In this blog, we will explore a classification tree analysis using a car showroom dataset. The goal is to predict a binary categorical response variable based on various explanatory variables. Let’s start by loading the necessary libraries and generating some synthetic data for demonstration purposes.
Let’s create a synthetic car showroom dataset with explanatory variables like ‘Price’, ‘Mileage’, ‘Brand’, and ‘Condition’.
set.seed(123)
n_samples <- 500
# Generate synthetic data
car_data <- data.frame(
Price = runif(n_samples, 10000, 50000),
Mileage = rpois(n_samples, 30000),
Brand = sample(c("Toyota", "Honda", "Ford"), n_samples, replace = TRUE),
Condition = sample(c("New", "Used"), n_samples, replace = TRUE),
Response = sample(c("Sold", "Not Sold"), n_samples, replace = TRUE)
)
Let’s start by exploring the dataset and creating some visualizations.
summary(car_data)
## Price Mileage Brand Condition
## Min. :10019 Min. :29472 Length:500 Length:500
## 1st Qu.:19840 1st Qu.:29874 Class :character Class :character
## Median :29062 Median :30004 Mode :character Mode :character
## Mean :29811 Mean :29991
## 3rd Qu.:39316 3rd Qu.:30118
## Max. :49976 Max. :30572
## Response
## Length:500
## Class :character
## Mode :character
##
##
##
ggplot(car_data, aes(x = Response, fill = Response)) +
geom_bar() +
labs(title = "Distribution of Response Variable", x = "Response", y = "Count")

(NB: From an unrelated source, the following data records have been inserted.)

//! Image sources and decoding.
//!
//! An [`ImageHandle`] is an opaque reference to still-image bytes, either a
//! file chosen by the user or an encoded camera capture. Decoding a handle
//! into pixels happens off the event loop via [`decode_async`].

use image::RgbImage;
use std::path::{Path, PathBuf};
use std::sync::Arc;
use thiserror::Error;

/// Opaque reference to the bytes of one still image. Cheap to clone.
#[derive(Debug, Clone)]
pub enum ImageHandle {
    /// An image file on disk.
    File(PathBuf),
    /// An in-memory encoded image (e.g., a JPEG produced by the camera).
    Encoded(Arc<[u8]>),
}

impl ImageHandle {
    pub fn encoded(bytes: Vec<u8>) -> Self {
        ImageHandle::Encoded(bytes.into())
    }
}

#[derive(Error, Debug)]
pub enum DecodeError {
    #[error("image decode failed: {0}")]
    Image(#[from] image::ImageError),
    #[error("image has no pixels")]
    Empty,
    #[error("decode task failed: {0}")]
    Task(String),
}

#[derive(Error, Debug)]
pub enum AcquisitionError {
    #[error("no file selected")]
    NoFileSelected,
    #[error("image file not found: {}", .0.display())]
    NotFound(PathBuf),
    #[error("camera capture failed: {0}")]
    Camera(#[source] Box<dyn std::error::Error + Send + Sync>),
}

/// Decode a handle into RGB pixels, blocking the calling thread.
pub fn decode(handle: &ImageHandle) -> Result<RgbImage, DecodeError> {
    let image = match handle {
        ImageHandle::File(path) => image::open(path)?,
        ImageHandle::Encoded(bytes) => image::load_from_memory(bytes)?,
    };
    let rgb = image.to_rgb8();
    if rgb.width() == 0 || rgb.height() == 0 {
        return Err(DecodeError::Empty);
    }
    Ok(rgb)
}

/// Decode a handle on the blocking thread pool.
pub async fn decode_async(handle: ImageHandle) -> Result<Arc<RgbImage>, DecodeError> {
    tokio::task::spawn_blocking(move || decode(&handle).map(Arc::new))
        .await
        .map_err(|e| DecodeError::Task(e.to_string()))?
}

/// Turn a user-selected path into an upload handle.
pub fn acquire_from_file(path: &Path) -> Result<ImageHandle, AcquisitionError> {
    if path.as_os_str().is_empty() {
        return Err(AcquisitionError::NoFileSelected);
    }
    if !path.is_file() {
        return Err(AcquisitionError::NotFound(path.to_path_buf()));
    }
    Ok(ImageHandle::File(path.to_path_buf()))
}

/// On-demand still capture, the source of the capture slot.
pub trait CaptureSource: Send + Sync {
    fn acquire(&self) -> Result<ImageHandle, AcquisitionError>;
}

/// Capture source that hands back the same image file on every capture.
///
/// Stands in for a camera on machines without one.
pub struct FileCapture {
    path: PathBuf,
}

impl FileCapture {
    pub fn new(path: impl Into<PathBuf>) -> Self {
        Self { path: path.into() }
    }
}

impl CaptureSource for FileCapture {
    fn acquire(&self) -> Result<ImageHandle, AcquisitionError> {
        acquire_from_file(&self.path)
    }
}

ggplot(car_data, aes(x = Price, y = Mileage, color = Response)) +
geom_point() +
labs(title = "Scatter Plot - Price vs. Mileage", x = "Price", y = "Mileage")
ggplot(car_data, aes(x = Brand, y = Price, fill = Brand)) +
geom_boxplot() +
labs(title = "Box Plot - Price by Brand", x = "Brand", y = "Price")
ggplot(car_data, aes(x = Condition, fill = Response)) +
geom_bar() +
labs(title = "Bar Plot - Condition by Response", x = "Condition", y = "Count")
ggplot(car_data, aes(x = "", fill = Brand)) +
geom_bar(width = 1) +
coord_polar(theta = "y") +
labs(title = "Pie Chart - Distribution of Brands", fill = "Brand")
ggplot(car_data, aes(x = Mileage)) +
geom_histogram(binwidth = 2000, fill = "blue", color = "black") +
labs(title = "Histogram - Mileage Distribution", x = "Mileage", y = "Count")
Now, let’s perform a classification tree analysis using the generated dataset.
# Identify explanatory variables and response variable
explanatory_vars <- c("Price", "Mileage", "Brand", "Condition")
response_var <- "Response"
# Create a decision tree model
tree_model <- rpart(Response ~ ., data = car_data, method = "class")
# Plot the decision tree
rpart.plot(tree_model, main = "Classification Tree")